** Opening LISTED ENTRIES block **
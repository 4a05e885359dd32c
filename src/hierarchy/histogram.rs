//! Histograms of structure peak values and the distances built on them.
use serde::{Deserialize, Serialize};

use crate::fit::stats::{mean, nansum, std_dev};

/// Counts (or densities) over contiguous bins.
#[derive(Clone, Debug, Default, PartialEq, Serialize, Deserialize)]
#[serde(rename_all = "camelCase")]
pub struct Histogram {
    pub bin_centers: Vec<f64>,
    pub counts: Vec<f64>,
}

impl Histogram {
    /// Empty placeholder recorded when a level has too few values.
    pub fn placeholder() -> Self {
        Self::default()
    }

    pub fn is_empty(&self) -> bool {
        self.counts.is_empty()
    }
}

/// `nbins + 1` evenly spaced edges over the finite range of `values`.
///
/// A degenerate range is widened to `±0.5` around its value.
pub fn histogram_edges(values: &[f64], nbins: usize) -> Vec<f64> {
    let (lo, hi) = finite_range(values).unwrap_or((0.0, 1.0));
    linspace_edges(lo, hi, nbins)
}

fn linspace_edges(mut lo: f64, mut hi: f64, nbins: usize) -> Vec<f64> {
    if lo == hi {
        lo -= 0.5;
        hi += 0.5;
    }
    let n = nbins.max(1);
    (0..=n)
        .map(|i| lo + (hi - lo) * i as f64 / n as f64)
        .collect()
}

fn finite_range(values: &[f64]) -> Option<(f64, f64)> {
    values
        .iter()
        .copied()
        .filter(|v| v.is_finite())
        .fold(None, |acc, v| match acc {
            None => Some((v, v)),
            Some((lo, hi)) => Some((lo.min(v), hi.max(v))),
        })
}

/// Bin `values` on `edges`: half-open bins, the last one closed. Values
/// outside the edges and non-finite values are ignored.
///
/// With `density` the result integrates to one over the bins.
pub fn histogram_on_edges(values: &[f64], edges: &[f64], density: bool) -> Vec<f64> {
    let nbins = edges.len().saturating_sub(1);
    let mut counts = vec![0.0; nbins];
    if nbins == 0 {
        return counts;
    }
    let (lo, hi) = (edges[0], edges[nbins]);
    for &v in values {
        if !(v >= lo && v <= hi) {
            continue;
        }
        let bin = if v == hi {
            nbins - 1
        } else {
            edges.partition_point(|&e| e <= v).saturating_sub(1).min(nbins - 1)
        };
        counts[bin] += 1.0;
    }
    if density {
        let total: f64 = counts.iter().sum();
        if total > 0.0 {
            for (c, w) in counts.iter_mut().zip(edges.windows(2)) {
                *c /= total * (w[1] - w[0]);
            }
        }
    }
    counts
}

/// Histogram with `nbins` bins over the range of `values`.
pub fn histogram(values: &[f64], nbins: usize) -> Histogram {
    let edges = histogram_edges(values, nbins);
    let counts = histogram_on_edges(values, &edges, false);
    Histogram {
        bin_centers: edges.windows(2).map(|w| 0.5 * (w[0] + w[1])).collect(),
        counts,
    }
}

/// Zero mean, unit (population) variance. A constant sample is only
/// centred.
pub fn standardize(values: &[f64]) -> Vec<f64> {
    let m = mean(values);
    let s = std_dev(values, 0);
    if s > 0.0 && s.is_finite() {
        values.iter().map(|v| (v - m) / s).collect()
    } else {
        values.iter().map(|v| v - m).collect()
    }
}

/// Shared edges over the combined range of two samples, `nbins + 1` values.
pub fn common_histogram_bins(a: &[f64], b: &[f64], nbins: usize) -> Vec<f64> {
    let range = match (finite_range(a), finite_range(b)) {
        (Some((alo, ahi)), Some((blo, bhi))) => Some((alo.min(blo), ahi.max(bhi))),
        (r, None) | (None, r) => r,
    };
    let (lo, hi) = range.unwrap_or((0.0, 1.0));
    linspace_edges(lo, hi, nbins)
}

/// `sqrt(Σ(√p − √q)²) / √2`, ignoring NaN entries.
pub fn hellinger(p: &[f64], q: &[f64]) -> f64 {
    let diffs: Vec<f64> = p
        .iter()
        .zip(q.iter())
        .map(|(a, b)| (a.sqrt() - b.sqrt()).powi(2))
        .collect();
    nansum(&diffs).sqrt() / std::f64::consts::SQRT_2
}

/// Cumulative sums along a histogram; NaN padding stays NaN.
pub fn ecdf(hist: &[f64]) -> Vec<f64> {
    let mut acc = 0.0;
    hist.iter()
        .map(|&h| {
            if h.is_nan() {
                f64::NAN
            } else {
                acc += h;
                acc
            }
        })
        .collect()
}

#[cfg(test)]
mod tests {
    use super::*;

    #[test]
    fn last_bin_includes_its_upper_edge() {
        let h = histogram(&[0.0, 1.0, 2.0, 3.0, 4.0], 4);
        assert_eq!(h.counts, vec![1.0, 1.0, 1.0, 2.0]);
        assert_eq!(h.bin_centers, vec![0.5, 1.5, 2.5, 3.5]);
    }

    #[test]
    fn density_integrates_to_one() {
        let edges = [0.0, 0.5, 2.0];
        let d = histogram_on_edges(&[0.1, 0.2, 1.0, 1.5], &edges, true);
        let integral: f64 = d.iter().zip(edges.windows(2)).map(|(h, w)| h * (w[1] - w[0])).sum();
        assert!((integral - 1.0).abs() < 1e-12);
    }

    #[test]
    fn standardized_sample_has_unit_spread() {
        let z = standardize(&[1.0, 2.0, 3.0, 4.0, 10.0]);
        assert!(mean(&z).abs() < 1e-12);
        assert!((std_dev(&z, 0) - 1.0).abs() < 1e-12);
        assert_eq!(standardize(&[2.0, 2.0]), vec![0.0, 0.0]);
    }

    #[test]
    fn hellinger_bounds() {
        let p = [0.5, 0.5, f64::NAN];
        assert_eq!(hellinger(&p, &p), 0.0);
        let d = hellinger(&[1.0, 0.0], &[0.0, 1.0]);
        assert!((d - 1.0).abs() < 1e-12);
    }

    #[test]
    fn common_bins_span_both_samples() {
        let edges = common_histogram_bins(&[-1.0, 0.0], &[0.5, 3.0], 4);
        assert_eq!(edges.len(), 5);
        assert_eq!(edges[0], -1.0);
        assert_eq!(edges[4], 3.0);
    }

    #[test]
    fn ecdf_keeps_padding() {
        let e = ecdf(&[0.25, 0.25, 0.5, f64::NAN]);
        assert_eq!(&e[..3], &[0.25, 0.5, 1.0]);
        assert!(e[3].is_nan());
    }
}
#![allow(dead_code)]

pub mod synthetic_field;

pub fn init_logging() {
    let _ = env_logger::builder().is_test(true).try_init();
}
** Closing LISTED ENTRIES block **
Only one number is wanted: how many lines of the data above include the word "Deserialize".

2